• _RECORDS TO USE_

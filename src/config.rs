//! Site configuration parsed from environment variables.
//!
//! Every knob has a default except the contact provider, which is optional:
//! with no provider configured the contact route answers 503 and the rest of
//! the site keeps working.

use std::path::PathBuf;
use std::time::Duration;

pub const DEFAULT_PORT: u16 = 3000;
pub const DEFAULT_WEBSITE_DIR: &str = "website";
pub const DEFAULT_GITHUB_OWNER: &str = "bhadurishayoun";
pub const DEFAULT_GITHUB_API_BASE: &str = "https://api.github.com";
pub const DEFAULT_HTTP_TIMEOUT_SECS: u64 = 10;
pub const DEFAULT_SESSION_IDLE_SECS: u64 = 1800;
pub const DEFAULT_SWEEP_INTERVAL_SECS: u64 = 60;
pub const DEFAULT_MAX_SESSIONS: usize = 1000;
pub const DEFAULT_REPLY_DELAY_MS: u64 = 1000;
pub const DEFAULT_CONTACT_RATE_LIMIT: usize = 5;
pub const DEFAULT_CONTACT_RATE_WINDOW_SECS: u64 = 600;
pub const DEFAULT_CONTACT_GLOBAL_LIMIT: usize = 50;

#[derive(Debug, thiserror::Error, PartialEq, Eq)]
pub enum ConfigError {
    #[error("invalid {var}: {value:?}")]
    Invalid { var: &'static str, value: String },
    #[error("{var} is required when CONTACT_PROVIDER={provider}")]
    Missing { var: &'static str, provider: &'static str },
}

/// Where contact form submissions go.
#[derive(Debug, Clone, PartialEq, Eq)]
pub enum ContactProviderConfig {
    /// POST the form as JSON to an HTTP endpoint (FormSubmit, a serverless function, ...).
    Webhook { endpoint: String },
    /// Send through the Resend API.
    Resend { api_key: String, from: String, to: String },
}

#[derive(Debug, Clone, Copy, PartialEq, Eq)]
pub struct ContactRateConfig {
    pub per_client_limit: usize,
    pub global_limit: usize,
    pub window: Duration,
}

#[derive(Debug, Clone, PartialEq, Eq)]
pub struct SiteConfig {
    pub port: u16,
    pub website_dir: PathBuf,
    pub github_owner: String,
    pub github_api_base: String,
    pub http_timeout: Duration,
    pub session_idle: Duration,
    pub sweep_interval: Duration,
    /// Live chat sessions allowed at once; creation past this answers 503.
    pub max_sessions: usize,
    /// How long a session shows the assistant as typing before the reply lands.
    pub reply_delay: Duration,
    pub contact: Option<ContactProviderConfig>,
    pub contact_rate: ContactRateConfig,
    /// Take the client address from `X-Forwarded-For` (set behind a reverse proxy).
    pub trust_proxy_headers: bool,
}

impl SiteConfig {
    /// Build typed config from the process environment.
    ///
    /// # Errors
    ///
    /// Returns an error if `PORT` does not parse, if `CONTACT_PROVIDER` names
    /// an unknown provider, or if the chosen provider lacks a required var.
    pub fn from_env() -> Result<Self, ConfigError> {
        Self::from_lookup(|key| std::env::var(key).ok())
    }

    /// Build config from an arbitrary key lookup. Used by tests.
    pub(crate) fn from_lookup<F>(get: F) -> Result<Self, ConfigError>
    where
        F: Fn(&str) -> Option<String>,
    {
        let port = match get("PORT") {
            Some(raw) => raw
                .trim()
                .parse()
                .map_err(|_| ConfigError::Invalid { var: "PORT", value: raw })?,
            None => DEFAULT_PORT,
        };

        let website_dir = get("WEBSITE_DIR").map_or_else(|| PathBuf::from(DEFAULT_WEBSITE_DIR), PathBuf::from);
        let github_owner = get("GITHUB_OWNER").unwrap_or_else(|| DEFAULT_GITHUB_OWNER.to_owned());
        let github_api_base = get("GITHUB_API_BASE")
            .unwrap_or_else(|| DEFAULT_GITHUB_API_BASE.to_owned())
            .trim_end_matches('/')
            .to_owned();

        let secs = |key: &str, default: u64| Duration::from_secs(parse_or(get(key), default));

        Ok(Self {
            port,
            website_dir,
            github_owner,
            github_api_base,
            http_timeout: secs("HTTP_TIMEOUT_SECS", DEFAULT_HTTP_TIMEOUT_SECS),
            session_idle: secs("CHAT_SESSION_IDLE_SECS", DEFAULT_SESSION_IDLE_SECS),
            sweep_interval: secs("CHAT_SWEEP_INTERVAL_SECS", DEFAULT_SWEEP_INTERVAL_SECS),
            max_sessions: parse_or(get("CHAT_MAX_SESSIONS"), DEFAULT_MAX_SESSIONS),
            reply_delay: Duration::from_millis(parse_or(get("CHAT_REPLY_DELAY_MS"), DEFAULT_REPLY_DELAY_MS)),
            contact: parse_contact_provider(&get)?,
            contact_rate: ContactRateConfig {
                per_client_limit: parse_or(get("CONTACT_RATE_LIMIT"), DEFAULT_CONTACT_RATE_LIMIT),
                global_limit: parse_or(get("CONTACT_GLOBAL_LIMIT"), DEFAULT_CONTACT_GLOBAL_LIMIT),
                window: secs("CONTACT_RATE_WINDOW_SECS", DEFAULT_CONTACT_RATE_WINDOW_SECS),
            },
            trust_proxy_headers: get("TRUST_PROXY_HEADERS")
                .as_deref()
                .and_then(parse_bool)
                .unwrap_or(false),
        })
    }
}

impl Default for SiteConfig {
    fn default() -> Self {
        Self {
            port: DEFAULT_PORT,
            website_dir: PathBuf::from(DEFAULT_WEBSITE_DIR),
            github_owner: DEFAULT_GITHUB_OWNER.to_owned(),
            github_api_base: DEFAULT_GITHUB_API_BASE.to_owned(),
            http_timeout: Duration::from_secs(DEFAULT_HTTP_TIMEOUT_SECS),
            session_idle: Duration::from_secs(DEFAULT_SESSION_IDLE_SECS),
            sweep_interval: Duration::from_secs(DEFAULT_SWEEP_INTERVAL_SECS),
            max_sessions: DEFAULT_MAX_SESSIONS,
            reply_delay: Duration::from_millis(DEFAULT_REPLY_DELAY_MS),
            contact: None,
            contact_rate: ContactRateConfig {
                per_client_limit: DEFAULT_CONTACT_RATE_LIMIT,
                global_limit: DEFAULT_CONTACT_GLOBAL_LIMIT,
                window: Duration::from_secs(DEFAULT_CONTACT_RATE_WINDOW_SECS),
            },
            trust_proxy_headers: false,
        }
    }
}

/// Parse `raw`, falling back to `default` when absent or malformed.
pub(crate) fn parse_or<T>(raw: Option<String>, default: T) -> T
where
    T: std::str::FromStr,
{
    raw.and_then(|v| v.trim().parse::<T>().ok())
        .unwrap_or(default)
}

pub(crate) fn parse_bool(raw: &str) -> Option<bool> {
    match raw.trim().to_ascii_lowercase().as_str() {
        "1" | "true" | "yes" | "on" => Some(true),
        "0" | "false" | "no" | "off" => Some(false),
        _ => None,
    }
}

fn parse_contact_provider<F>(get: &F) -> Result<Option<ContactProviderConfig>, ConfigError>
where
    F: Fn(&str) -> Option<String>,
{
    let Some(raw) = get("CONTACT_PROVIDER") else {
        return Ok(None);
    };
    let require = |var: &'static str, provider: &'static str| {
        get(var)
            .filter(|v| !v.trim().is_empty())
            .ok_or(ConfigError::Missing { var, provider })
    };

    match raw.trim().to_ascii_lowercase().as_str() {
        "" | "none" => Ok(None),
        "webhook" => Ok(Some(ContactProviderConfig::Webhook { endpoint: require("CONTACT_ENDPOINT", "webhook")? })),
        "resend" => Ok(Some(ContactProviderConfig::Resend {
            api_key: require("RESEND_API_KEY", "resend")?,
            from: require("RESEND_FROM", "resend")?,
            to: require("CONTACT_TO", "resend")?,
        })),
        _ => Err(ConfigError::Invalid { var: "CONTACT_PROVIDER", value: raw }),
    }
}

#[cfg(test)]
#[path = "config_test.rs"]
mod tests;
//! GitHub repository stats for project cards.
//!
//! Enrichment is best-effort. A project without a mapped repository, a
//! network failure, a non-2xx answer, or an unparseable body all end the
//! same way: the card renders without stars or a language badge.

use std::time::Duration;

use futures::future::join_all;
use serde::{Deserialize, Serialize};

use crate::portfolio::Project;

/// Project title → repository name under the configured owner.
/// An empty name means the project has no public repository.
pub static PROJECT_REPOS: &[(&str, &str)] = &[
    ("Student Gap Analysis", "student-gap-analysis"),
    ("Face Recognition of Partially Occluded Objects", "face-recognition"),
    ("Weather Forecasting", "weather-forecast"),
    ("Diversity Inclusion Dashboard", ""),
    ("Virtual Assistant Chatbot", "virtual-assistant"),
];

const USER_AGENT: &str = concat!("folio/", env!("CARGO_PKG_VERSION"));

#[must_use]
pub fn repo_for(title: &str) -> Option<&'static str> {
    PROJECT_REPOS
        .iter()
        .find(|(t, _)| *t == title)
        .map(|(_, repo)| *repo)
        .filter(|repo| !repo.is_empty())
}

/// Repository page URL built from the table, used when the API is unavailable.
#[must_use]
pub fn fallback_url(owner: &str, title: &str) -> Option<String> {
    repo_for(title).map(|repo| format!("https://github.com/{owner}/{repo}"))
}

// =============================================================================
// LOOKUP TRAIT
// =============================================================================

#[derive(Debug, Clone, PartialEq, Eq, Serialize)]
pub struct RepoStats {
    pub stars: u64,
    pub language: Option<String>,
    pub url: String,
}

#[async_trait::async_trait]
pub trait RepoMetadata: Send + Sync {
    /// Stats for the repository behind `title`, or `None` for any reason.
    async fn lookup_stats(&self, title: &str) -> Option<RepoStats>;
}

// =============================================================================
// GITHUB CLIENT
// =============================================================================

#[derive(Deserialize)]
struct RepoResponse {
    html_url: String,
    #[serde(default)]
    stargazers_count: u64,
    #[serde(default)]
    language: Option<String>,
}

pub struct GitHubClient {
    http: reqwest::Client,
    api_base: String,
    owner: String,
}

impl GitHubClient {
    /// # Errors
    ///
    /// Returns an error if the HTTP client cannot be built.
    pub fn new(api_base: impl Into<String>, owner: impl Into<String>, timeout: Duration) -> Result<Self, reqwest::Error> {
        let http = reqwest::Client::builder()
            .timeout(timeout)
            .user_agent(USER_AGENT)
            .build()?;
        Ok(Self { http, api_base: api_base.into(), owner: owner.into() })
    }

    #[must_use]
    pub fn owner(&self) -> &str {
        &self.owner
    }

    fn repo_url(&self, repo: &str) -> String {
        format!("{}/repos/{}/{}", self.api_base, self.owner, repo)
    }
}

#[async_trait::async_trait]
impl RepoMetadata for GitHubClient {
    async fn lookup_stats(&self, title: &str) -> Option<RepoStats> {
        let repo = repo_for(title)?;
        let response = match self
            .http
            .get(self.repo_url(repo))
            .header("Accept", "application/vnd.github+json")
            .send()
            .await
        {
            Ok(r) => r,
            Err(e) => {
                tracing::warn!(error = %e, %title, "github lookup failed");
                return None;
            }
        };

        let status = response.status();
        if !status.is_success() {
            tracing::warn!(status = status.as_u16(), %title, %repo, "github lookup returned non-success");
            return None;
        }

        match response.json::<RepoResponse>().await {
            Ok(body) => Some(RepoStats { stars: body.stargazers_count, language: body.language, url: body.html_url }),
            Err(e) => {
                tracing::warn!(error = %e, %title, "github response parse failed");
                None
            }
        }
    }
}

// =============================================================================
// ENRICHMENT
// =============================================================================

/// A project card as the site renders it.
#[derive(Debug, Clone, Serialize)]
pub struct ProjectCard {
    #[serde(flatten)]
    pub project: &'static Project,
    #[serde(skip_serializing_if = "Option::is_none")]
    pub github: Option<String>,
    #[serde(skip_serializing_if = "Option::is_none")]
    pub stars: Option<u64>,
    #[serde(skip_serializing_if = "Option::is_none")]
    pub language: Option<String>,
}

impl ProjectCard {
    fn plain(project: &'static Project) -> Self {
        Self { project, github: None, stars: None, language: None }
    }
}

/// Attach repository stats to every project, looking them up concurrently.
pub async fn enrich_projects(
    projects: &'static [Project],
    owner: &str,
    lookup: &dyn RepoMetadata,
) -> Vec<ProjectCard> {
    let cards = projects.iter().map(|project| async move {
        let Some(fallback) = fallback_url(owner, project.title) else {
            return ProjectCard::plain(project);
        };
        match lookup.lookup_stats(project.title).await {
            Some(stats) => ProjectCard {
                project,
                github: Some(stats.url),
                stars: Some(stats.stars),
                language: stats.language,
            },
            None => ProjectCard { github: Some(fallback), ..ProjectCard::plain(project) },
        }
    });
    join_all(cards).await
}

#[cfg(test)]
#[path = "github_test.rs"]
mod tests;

• _ABOUT THIS EXERCISE_
From the first line of the listing above to the line that contains "pub const DEFAULT_HTTP_TIMEOUT_SECS: u64", inclusive, restate every line word for word. Nothing else belongs in the answer.

• _TASK ANSWER_
filename src/config.rs
//! Site configuration parsed from environment variables.
//!
//! Every knob has a default except the contact provider, which is optional:
//! with no provider configured the contact route answers 503 and the rest of
//! the site keeps working.

use std::path::PathBuf;
use std::time::Duration;

pub const DEFAULT_PORT: u16 = 3000;
pub const DEFAULT_WEBSITE_DIR: &str = "website";
pub const DEFAULT_GITHUB_OWNER: &str = "bhadurishayoun";
pub const DEFAULT_GITHUB_API_BASE: &str = "https://api.github.com";
pub const DEFAULT_HTTP_TIMEOUT_SECS: u64 = 10;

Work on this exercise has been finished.